Replacing non-polynomial functions (e.g., non-linear activation functions such as ReLU) in a neural network with their polynomial approximations is a standard practice in privacy-preserving machine learning. The resulting neural network, called polynomial approximation of neural network (PANN) in this paper, is compatible with advanced cryptosystems to enable privacy-preserving model inference. Using ``highly precise'' approximation, state-of-the-art PANN offers similar inference accuracy as the underlying backbone model. However, little is known about the effect of approximation, and existing literature often determined the required approximation precision empirically. In this paper, we initiate the investigation of PANN as a standalone object. Specifically, our contribution is two-fold. Firstly, we provide an explanation on the effect of approximate error in PANN. In particular, we discovered that (1) PANN is susceptible to some type of perturbations; and (2) weight regularisation significantly reduces PANN's accuracy. We support our explanation with experiments. Secondly, based on the insights from our investigations, we propose solutions to increase inference accuracy for PANN. Experiments showed that combination of our solutions is very effective: at the same precision, our PANN is 10% to 50% more accurate than state-of-the-arts; and at the same accuracy, our PANN only requires a precision of $2^{-9}$ while state-of-the-art solution requires a precision of $2^{-12}$ using the ResNet-20 model on CIFAR-10 dataset.

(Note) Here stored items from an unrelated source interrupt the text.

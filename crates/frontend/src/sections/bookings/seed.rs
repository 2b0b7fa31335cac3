//! Demo booking data for the back office.
//!
//! The section initializer seeds the store from this module; the table is
//! rendered from the store, never scraped back out of the markup.

use contracts::domain::booking::{Booking, BookingStatus};
use contracts::domain::common::EntityMetadata;

const CUSTOMERS: [&str; 14] = [
    "Ahmed Hassan",
    "Sarah Smith",
    "Mohammed Ali",
    "Fatima Khan",
    "Omar Abdullah",
    "Aisha Rahman",
    "Yusuf Ibrahim",
    "Daniel Smith",
    "Khalid Mansour",
    "Maryam Siddiqui",
    "Bilal Ahmed",
    "Zainab Hussain",
    "Hamza Sheikh",
    "Layla Mahmoud",
];

const PACKAGES: [&str; 6] = [
    "Premium Umrah Package",
    "Economy Umrah Package",
    "Family Umrah Package",
    "Ramadan Special Package",
    "Deluxe Umrah Package",
    "Group Umrah Package",
];

pub const SEED_COUNT: usize = 42;

pub fn seed_bookings() -> Vec<Booking> {
    (0..SEED_COUNT)
        .map(|i| {
            let customer = CUSTOMERS[i % CUSTOMERS.len()];
            let status = match i % 3 {
                0 => BookingStatus::Confirmed,
                1 => BookingStatus::Pending,
                _ => BookingStatus::Cancelled,
            };
            let month = 9 + i / CUSTOMERS.len();
            let day = 2 + (i * 3) % 27;

            Booking {
                id: format!("BK-{}", 1001 + i),
                customer_name: customer.to_string(),
                package: PACKAGES[i % PACKAGES.len()].to_string(),
                travel_date: format!("2025-{:02}-{:02}", month, day),
                amount: 1200.0 + (i % 7) as f64 * 350.0,
                status,
                email: format!(
                    "{}@example.com",
                    customer.to_lowercase().replace(' ', ".")
                ),
                phone: format!("+1 234-567-{:04}", 8900 + i * 7),
                passport: format!("AB{}", 100200 + i * 37),
                notes: String::new(),
                metadata: EntityMetadata::new(),
            }
        })
        .collect()
}

#[cfg(test)]
mod tests {
    use super::*;

    #[test]
    fn test_seed_shape() {
        let bookings = seed_bookings();
        assert_eq!(bookings.len(), 42);

        // Identifiers are unique and sequential.
        assert_eq!(bookings[0].id, "BK-1001");
        assert_eq!(bookings[41].id, "BK-1042");

        // All three statuses are represented.
        for status in BookingStatus::ALL {
            assert!(bookings.iter().any(|b| b.status == status));
        }

        // At least one cancelled Smith, for the filter+search flows.
        assert!(bookings
            .iter()
            .any(|b| b.status == BookingStatus::Cancelled && b.customer_name.contains("Smith")));
    }
}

翻译：用多项式近似替代神经网络中的非多项式函数（如ReLU等非线性激活函数）是隐私保护机器学习中的标准实践。由此产生的神经网络——本文称之为多项式近似神经网络（PANN）——可与高级密码系统兼容，从而实现隐私保护模型推理。通过使用"高精度"近似，最先进的PANN能获得与原始骨干模型相近的推理准确率。然而，关于近似效果的影响鲜有研究，现有文献通常凭经验确定所需的近似精度。本文首次将PANN作为独立对象展开研究，具体贡献体现在两个方面：首先，我们解释了PANN中近似误差的影响机制，特别发现：(1) PANN对某些类型的扰动敏感；(2) 权重正则化会显著降低PANN的准确率。我们通过实验支持这一解释。其次，基于研究中的发现，我们提出了提升PANN推理准确率的解决方案。实验表明，我们的方案组合效果显著：在相同精度下，我们的PANN比最先进方案准确率提升10%至50%；在相同准确率下，使用CIFAR-10数据集上的ResNet-20模型时，我们的PANN仅需$2^{-9}$的精度，而最先进方案需要$2^{-12}$的精度。